Back in february, 19-yo Violet! posted an animated version of the low-poly DS collected 167K likes and over 380 comments, most of which going towards "my childhood" nostalgia. Clearly, the NDS is now a retro console. That may not bring a wave of NDS development the same way we saw people starting to do SNES development a decade ago, but that's enough to push some 23-y-o 3D artist to convert their model into a .nds just to check what it'd look like and animate their hair with more code.
I've been surpised to hear the snes-lady Skwirl reporting that she had first wanted to write homebrew herself back in the days but dropped it because it was "too complicated". (she started some 3DS port of tilemap town, btw)
There are some ongoing NDS projects on github. I spotted one that pushes the 'reimplement X on NDS' to the extreme, bringing support for GBA pokemons, no less. Codestudy started. Probably tricky to get into it. And given how 'mature' the device is now, chances are that we find more ambitious projects like this (or a minecraft clone or cave story port) than the tiny one-screen flash/arcade-inspired titles of the neocompo years.
It reminded me of a series of tweet where someone was wondering how to get into NDS development.

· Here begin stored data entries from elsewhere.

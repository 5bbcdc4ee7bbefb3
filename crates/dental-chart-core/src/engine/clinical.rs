//! Clinical entry engine.
//!
//! Materializes, edits and refreshes the per-surface clinical entries of a
//! patient. Auto fields are re-derived here; pinned fields are only replaced
//! by explicit user action.

use crate::models::{ClinicalEntry, CostFigures, Patient, Pinned, Surface, ToothStatus};

use super::cost::CostEstimator;
use super::recommend::{recommended_procedure, EntryTemplate};

/// What [`ClinicalEngine::refresh_if_auto`] did.
#[derive(Debug, Clone, PartialEq, Eq)]
pub enum RefreshOutcome {
    /// No entry recorded for the surface
    NoEntry,
    /// Procedure is pinned by the user
    Pinned,
    /// Recommendation matches the stored procedure
    Unchanged,
    /// Procedure replaced by a new recommendation
    Updated { from: String, to: String },
}

/// Engine over clinical entries, pricing procedures with a [`CostEstimator`].
pub struct ClinicalEngine<'a> {
    estimator: &'a CostEstimator,
}

impl<'a> ClinicalEngine<'a> {
    pub fn new(estimator: &'a CostEstimator) -> Self {
        Self { estimator }
    }

    pub fn estimator(&self) -> &'a CostEstimator {
        self.estimator
    }

    /// Build a fresh entry for a surface in the given status.
    ///
    /// Diagnosis and note come from the status template, the procedure is
    /// recommended (auto) and the cost follows the procedure (auto).
    pub fn synthesize(&self, status: ToothStatus, surface: Surface) -> ClinicalEntry {
        let template = EntryTemplate::for_status(status, surface);
        let procedure = recommended_procedure(status, &template.diagnosis, surface);

        ClinicalEntry {
            diagnosis: template.diagnosis,
            procedure: Pinned::Auto(procedure.to_string()),
            note: template.note.to_string(),
            cost: Pinned::Auto(self.estimator.auto_figures(procedure)),
        }
    }

    /// The stored entry, or a synthesized one. Does not persist.
    pub fn get_or_init(
        &self,
        patient: &Patient,
        tooth: &str,
        surface: Surface,
        status: ToothStatus,
    ) -> ClinicalEntry {
        match patient.clinical.get(tooth, surface) {
            Some(existing) => existing.clone(),
            None => self.synthesize(status, surface),
        }
    }

    /// Overwrite an entry.
    ///
    /// An auto cost is re-derived from the entry's procedure; pinned figures
    /// are re-clamped and kept.
    pub fn set_entry(&self, patient: &mut Patient, tooth: &str, surface: Surface, entry: ClinicalEntry) {
        let entry = self.normalize(entry);
        patient.clinical.insert(tooth, surface, entry);
    }

    /// Bring an entry's derived cost in line with its procedure.
    pub fn normalize(&self, entry: ClinicalEntry) -> ClinicalEntry {
        let cost = match entry.cost {
            Pinned::Manual(figures) => {
                Pinned::Manual(CostFigures::clamped(figures.fee, figures.minutes as f64))
            }
            Pinned::Auto(_) => Pinned::Auto(self.estimator.auto_figures(entry.procedure_name())),
        };
        ClinicalEntry { cost, ..entry }
    }

    /// Re-recommend the procedure of an existing auto entry for the current
    /// status. Resyncs an auto cost when the procedure changes.
    pub fn refresh_if_auto(
        &self,
        patient: &mut Patient,
        tooth: &str,
        surface: Surface,
        status: ToothStatus,
    ) -> RefreshOutcome {
        let Some(entry) = patient.clinical.get_mut(tooth, surface) else {
            return RefreshOutcome::NoEntry;
        };
        if entry.procedure_manual() {
            return RefreshOutcome::Pinned;
        }

        let recommended = recommended_procedure(status, &entry.diagnosis, surface);
        if entry.procedure_name() == recommended {
            return RefreshOutcome::Unchanged;
        }

        let from = entry.procedure_name().to_string();
        entry.procedure = Pinned::Auto(recommended.to_string());
        if !entry.cost_manual() {
            entry.cost = Pinned::Auto(self.estimator.auto_figures(recommended));
        }

        RefreshOutcome::Updated {
            from,
            to: recommended.to_string(),
        }
    }

    /// Remove an entry. The odontogram is not touched.
    pub fn clear(patient: &mut Patient, tooth: &str, surface: Surface) -> Option<ClinicalEntry> {
        patient.clinical.remove(tooth, surface)
    }

    /// Change the diagnosis; an auto procedure (and auto cost) follows it.
    pub fn with_diagnosis(
        &self,
        entry: &ClinicalEntry,
        diagnosis: &str,
        status: ToothStatus,
        surface: Surface,
    ) -> ClinicalEntry {
        let mut updated = ClinicalEntry {
            diagnosis: diagnosis.to_string(),
            ..entry.clone()
        };
        if !updated.procedure_manual() {
            let recommended = recommended_procedure(status, diagnosis, surface);
            updated.procedure = Pinned::Auto(recommended.to_string());
        }
        self.normalize(updated)
    }

    /// Pin a user-picked procedure.
    pub fn with_manual_procedure(&self, entry: &ClinicalEntry, procedure: &str) -> ClinicalEntry {
        self.normalize(ClinicalEntry {
            procedure: Pinned::Manual(procedure.to_string()),
            ..entry.clone()
        })
    }

    /// Unpin the procedure and take the current recommendation.
    pub fn with_auto_procedure(
        &self,
        entry: &ClinicalEntry,
        status: ToothStatus,
        surface: Surface,
    ) -> ClinicalEntry {
        let recommended = recommended_procedure(status, &entry.diagnosis, surface);
        self.normalize(ClinicalEntry {
            procedure: Pinned::Auto(recommended.to_string()),
            ..entry.clone()
        })
    }
}
//! Odontogram: per tooth, per surface status.
//!
//! Sparse: a tooth or surface that was never touched reads as
//! [`ToothStatus::Normal`]. The only mutators are [`Odontogram::cycle`] and the
//! two resets.

use std::collections::BTreeMap;

use serde::{Deserialize, Serialize};

use super::tooth::{Surface, ToothStatus};

/// Statuses of the five surfaces of one tooth (sparse).
pub type ToothSurfaces = BTreeMap<Surface, ToothStatus>;

/// Mapping from tooth code (e.g. "11") to its surface statuses.
#[derive(Debug, Clone, Default, PartialEq, Eq, Serialize, Deserialize)]
#[serde(transparent)]
pub struct Odontogram {
    teeth: BTreeMap<String, ToothSurfaces>,
}

impl Odontogram {
    /// Create an empty (all-normal) odontogram.
    pub fn new() -> Self {
        Self::default()
    }

    /// Read the status of a surface, defaulting to normal.
    pub fn status(&self, tooth: &str, surface: Surface) -> ToothStatus {
        self.teeth
            .get(tooth)
            .and_then(|surfaces| surfaces.get(&surface))
            .copied()
            .unwrap_or_default()
    }

    /// Advance a surface one step through `normal → alert → treated → normal`.
    ///
    /// Returns the new status.
    pub fn cycle(&mut self, tooth: &str, surface: Surface) -> ToothStatus {
        let next = self.status(tooth, surface).next();
        self.teeth
            .entry(tooth.to_string())
            .or_insert_with(Self::empty_tooth)
            .insert(surface, next);
        next
    }

    /// Set all five surfaces of one tooth back to normal.
    pub fn reset_tooth(&mut self, tooth: &str) {
        self.teeth.insert(tooth.to_string(), Self::empty_tooth());
    }

    /// Clear every tooth.
    pub fn reset_all(&mut self) {
        self.teeth.clear();
    }

    /// Teeth with at least one surface not in normal status.
    pub fn flagged_teeth(&self) -> impl Iterator<Item = &str> {
        self.teeth
            .iter()
            .filter(|(_, surfaces)| surfaces.values().any(|s| *s != ToothStatus::Normal))
            .map(|(tooth, _)| tooth.as_str())
    }

    /// Count of surfaces currently in the given status.
    pub fn count(&self, status: ToothStatus) -> usize {
        self.teeth
            .values()
            .flat_map(|surfaces| surfaces.values())
            .filter(|s| **s == status)
            .count()
    }

    fn empty_tooth() -> ToothSurfaces {
        Surface::ALL
            .iter()
            .map(|surface| (*surface, ToothStatus::Normal))
            .collect()
    }
}
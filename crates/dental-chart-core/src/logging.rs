//! Logging setup.
//!
//! The library only emits `tracing` events; hosts decide whether to install
//! a subscriber.

use tracing_subscriber::{fmt, EnvFilter};

/// Install a formatted subscriber.
///
/// Level filter comes from `RUST_LOG` (default: `info`), e.g.
/// `RUST_LOG=dental_chart_core=debug`.
pub fn init() {
    let filter = EnvFilter::try_from_default_env().unwrap_or_else(|_| EnvFilter::new("info"));

    fmt()
        .with_env_filter(filter)
        .with_target(true)
        .with_thread_ids(false)
        .with_line_number(true)
        .init();
}

/// Debug-level subscriber writing through the test harness.
///
/// Safe to call from every test; only the first call installs.
pub fn init_test() {
    let _ = fmt()
        .with_env_filter(EnvFilter::new("debug"))
        .with_test_writer()
        .try_init();
}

I have a tutorial git of my own, where each commit presents a part of what I use to build games on NDS, but that's teaching you to use libgeds, not libnds. There are devkitpro examples, too. I can't really recall whether their coverage is convincing for someone who wants to kick in. I myself have learnt with a mix of that and open-sourced projects from fellow homebrewers, but these are likely obsolete and wouldn't build against recent devkit versions.
The closest I've found is magusti tutorials. Most 'readmes' are in spanish, unfortunately and the directory structure is a bit confusing. It uses modern libraries, including maxmod. It uses 'all your data are belong to 4MB of RAM' approach, though.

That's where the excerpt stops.